Cibola further argues that since it rebutted the presumption of correctness of the assessor’s valuations, judgment should be entered in favor of its own valuations. Since the whole record review standard allows “independent findings by the review*778ing court reaching a contrary result from that of the administrative agency * * * where the decision of the administrative agency is not supported by substantial evidence * * Trujillo, at 470, 734 P.2d at 248, we agree. See also Alonzo v. New Mexico Employment Sec. Dep’t, 101 N.M. 770, 689 P.2d 286 (1984). The county’s expert testified that the assessor’s valuations were inconsistent, unequal, not uniform and without logical pattern; he could not “find that much to argue with” in Cibola’s valuation. Cibola did a direct comparison of bulk acreage sales appraisals with a bulk acreage premise. This method of valuation is a generally accepted appraisal technique. Cf. First National Bank v. Bernalillo County Valuation Protest Bd.., 90 N.M. 110, 560 P.2d 174 (Ct.App.1977). Cibola’s valuation is supported by the whole record in that after rebutting the assessor’s valuation and presenting a prima facie case for its own valuation, the Board failed to rebut Cibola’s appraisal. See Bakel v. Bernalillo County Assessor; First National Bank v. Bernalillo County Valuation Protest Bd.

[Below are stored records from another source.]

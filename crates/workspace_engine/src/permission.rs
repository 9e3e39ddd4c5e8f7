//! Permission model (§4.9): role hierarchies and per-node-type capability
//! checks, expressed as pure functions over `(user, ancestor tree, node?,
//! attributes?)`.

use serde_json::Value;

/// A workspace-level role. Ordered: guest < collaborator < admin < owner.
#[derive(Debug, Clone, Copy, PartialEq, Eq, PartialOrd, Ord)]
pub enum WorkspaceRole {
    Guest,
    Collaborator,
    Admin,
    Owner,
}

/// A node-level collaborator role. Ordered: viewer < collaborator < editor < admin.
#[derive(Debug, Clone, Copy, PartialEq, Eq, PartialOrd, Ord)]
pub enum NodeRole {
    Viewer,
    Collaborator,
    Editor,
    Admin,
}

/// Whether a role at least meets a target role in its hierarchy.
///
/// `hasRole(current, target)` is true iff `index(current) >= index(target)`;
/// `PartialOrd`/`Ord` on these enums already encodes that index, so this is
/// just `current >= target` — kept as a named function to match the spec's
/// vocabulary and so callers don't need to know the hierarchy is an `Ord`.
pub fn has_role<R: PartialOrd>(current: R, target: R) -> bool {
    current >= target
}

/// One ancestor-tree entry: an explicit role grant for a user on some node.
#[derive(Debug, Clone)]
pub struct RoleGrant {
    pub node_id: String,
    pub user_id: String,
    pub role: NodeRole,
}

/// Resolve a user's effective role on a node by walking from the node up to
/// the root space, taking the first explicit grant found (§4.9).
pub fn effective_node_role<'a>(
    user_id: &str,
    // Ancestor chain ordered node -> parent -> ... -> root space.
    ancestor_chain: impl IntoIterator<Item = &'a str>,
    grants: &[RoleGrant],
) -> Option<NodeRole> {
    for node_id in ancestor_chain {
        if let Some(grant) = grants
            .iter()
            .find(|g| g.node_id == node_id && g.user_id == user_id)
        {
            return Some(grant.role);
        }
    }
    None
}

/// The set of capability checks a node type registers (§4.9).
pub struct NodeCapabilities {
    pub can_create: fn(&PermissionContext) -> bool,
    pub can_update_attributes: fn(&PermissionContext) -> bool,
    pub can_update_document: fn(&PermissionContext) -> bool,
    pub can_delete: fn(&PermissionContext) -> bool,
    pub can_react: fn(&PermissionContext) -> bool,
    pub extract_text: fn(&Value) -> String,
    pub extract_mentions: fn(&Value) -> Vec<String>,
}

/// Context passed to each capability predicate: the acting user, their
/// resolved role on the node (if any) and on the node's parent (for
/// creation checks), and the workspace role, per §4.9's illustrative rules.
pub struct PermissionContext<'a> {
    pub user_id: &'a str,
    pub workspace_role: Option<WorkspaceRole>,
    pub node_role: Option<NodeRole>,
    pub parent_role: Option<NodeRole>,
    pub node_created_by: Option<&'a str>,
}

impl PermissionContext<'_> {
    fn is_node_creator(&self) -> bool {
        self.node_created_by == Some(self.user_id)
    }
}

fn ws_default_create(ctx: &PermissionContext) -> bool {
    matches!(ctx.workspace_role, Some(r) if has_role(r, WorkspaceRole::Collaborator))
}

/// Space creation: creator must be an admin among the initial collaborators
/// and at least a workspace collaborator.
pub fn space_can_create(ctx: &PermissionContext) -> bool {
    ws_default_create(ctx) && matches!(ctx.node_role, Some(r) if has_role(r, NodeRole::Admin))
}

/// Page/folder/database creation requires editor+ on the parent.
pub fn content_can_create(ctx: &PermissionContext) -> bool {
    matches!(ctx.parent_role, Some(r) if has_role(r, NodeRole::Editor))
}

/// Deletion of pages/folders requires admin on the node.
pub fn content_can_delete(ctx: &PermissionContext) -> bool {
    matches!(ctx.node_role, Some(r) if has_role(r, NodeRole::Admin))
}

/// Editing a page's attributes/document requires editor+ on the node.
pub fn content_can_edit(ctx: &PermissionContext) -> bool {
    matches!(ctx.node_role, Some(r) if has_role(r, NodeRole::Editor))
}

/// Record editing requires editor+ on the parent database, or identity with the creator.
pub fn record_can_edit(ctx: &PermissionContext) -> bool {
    ctx.is_node_creator() || matches!(ctx.parent_role, Some(r) if has_role(r, NodeRole::Editor))
}

/// Reacting requires only viewer-level visibility.
pub fn can_react_default(ctx: &PermissionContext) -> bool {
    ctx.node_role.is_some()
}

fn default_extract_text(attributes: &Value) -> String {
    attributes
        .get("name")
        .and_then(Value::as_str)
        .unwrap_or_default()
        .to_string()
}

fn no_mentions(_attributes: &Value) -> Vec<String> {
    Vec::new()
}

/// Built-in capability table for `page` nodes.
pub fn page_capabilities() -> NodeCapabilities {
    NodeCapabilities {
        can_create: content_can_create,
        can_update_attributes: content_can_edit,
        can_update_document: content_can_edit,
        can_delete: content_can_delete,
        can_react: can_react_default,
        extract_text: default_extract_text,
        extract_mentions: no_mentions,
    }
}

/// Built-in capability table for `record` nodes.
pub fn record_capabilities() -> NodeCapabilities {
    NodeCapabilities {
        can_create: content_can_create,
        can_update_attributes: record_can_edit,
        can_update_document: record_can_edit,
        can_delete: content_can_delete,
        can_react: can_react_default,
        extract_text: default_extract_text,
        extract_mentions: no_mentions,
    }
}

/// Built-in capability table for `space` nodes.
pub fn space_capabilities() -> NodeCapabilities {
    NodeCapabilities {
        can_create: space_can_create,
        can_update_attributes: content_can_edit,
        can_update_document: |_| false,
        can_delete: content_can_delete,
        can_react: |_| false,
        extract_text: default_extract_text,
        extract_mentions: no_mentions,
    }
}

#[cfg(test)]
mod tests {
    use super::*;

    #[test]
    fn has_role_is_reflexive_and_monotonic() {
        assert!(has_role(NodeRole::Editor, NodeRole::Editor));
        assert!(has_role(NodeRole::Admin, NodeRole::Viewer));
        assert!(!has_role(NodeRole::Viewer, NodeRole::Editor));
    }

    #[test]
    fn permission_monotonicity_property() {
        // hasRole(r, t) => hasRole(r, t') for all t' <= t (§8 property 8).
        let roles = [
            NodeRole::Viewer,
            NodeRole::Collaborator,
            NodeRole::Editor,
            NodeRole::Admin,
        ];
        for &r in &roles {
            for &t in &roles {
                if has_role(r, t) {
                    for &t2 in &roles {
                        if t2 <= t {
                            assert!(has_role(r, t2));
                        }
                    }
                }
            }
        }
    }

    #[test]
    fn effective_role_takes_the_nearest_explicit_grant() {
        let grants = vec![
            RoleGrant {
                node_id: "space1".into(),
                user_id: "u1".into(),
                role: NodeRole::Admin,
            },
            RoleGrant {
                node_id: "page1".into(),
                user_id: "u1".into(),
                role: NodeRole::Viewer,
            },
        ];

        let role = effective_node_role("u1", ["page1", "space1"], &grants);
        assert_eq!(role, Some(NodeRole::Viewer));
    }

    #[test]
    fn effective_role_is_none_when_no_grant_exists_on_the_chain() {
        let grants = vec![];
        assert_eq!(effective_node_role("u1", ["page1", "space1"], &grants), None);
    }

    #[test]
    fn record_creator_can_edit_without_an_explicit_parent_role() {
        let ctx = PermissionContext {
            user_id: "u1",
            workspace_role: Some(WorkspaceRole::Collaborator),
            node_role: None,
            parent_role: None,
            node_created_by: Some("u1"),
        };
        assert!(record_can_edit(&ctx));
    }

    #[test]
    fn content_creation_requires_editor_on_parent() {
        let viewer_ctx = PermissionContext {
            user_id: "u1",
            workspace_role: Some(WorkspaceRole::Collaborator),
            node_role: None,
            parent_role: Some(NodeRole::Viewer),
            node_created_by: None,
        };
        assert!(!content_can_create(&viewer_ctx));

        let editor_ctx = PermissionContext {
            parent_role: Some(NodeRole::Editor),
            ..viewer_ctx
        };
        assert!(content_can_create(&editor_ctx));
    }
}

Thus, we reverse the decision of the Board and remand with instructions that the Board enter judgment for Cibola in favor of its valuations.

Finally, as an aside, we address Ci-bola’s complaint regarding the Board’s refusal to enter findings of fact and conclusions of law. In failing to make findings of fact and conclusions of law, the Board noted that it “recognizefd] the great expense to the parties which would be incurred to submit same and the Board has not asked the parties to do so.” We are not impressed with this reasoning. In fact, Cibola did submit requested findings of fact and conclusions of law to the Board that were evidently ignored. As this court noted in First National Bank, 90 N.M. at 115, 560 P.2d 174 (quoting Davis, Administrative Law Treatise, § 16.05 at 444 (1958)):

The practical reasons for requiring administrative findings are so powerful that the requirement has been imposed with remarkable uniformity by virtually all federal and state courts, irrespective of a statutory requirement. The reasons have to do with facilitating judicial review, avoiding judicial usurpation of administrative functions, assuring more careful administrative consideration, helping parties plan their cases for rehearings and judicial review, and keeping agencies within their jurisdictions. (Emphasis added.)

Although in this case, from our review of the entire record, we are able to make a determination regarding the Board’s findings, this may not always be the case. “For purposes of judicial review, the order must, at least, indicate the reasoning of the board and the basis on which it acted.” Id. We cannot help but think that the expense incurred by having findings of fact and conclusions of law would be repaid ten-fold by the expense and energy saved on judicial reviews.

In sum, under the standard of whole record review, we find the Board’s order to be arbitrary and unsupported by substantial evidence. We reverse the Board’s order and remand so that judgment may be entered in favor of Cibola’s valuations of the property. Cibola’s valuations are supported by competent evidence on the record as a whole.


DONNELLY, C.J., and APODACA, J., concur.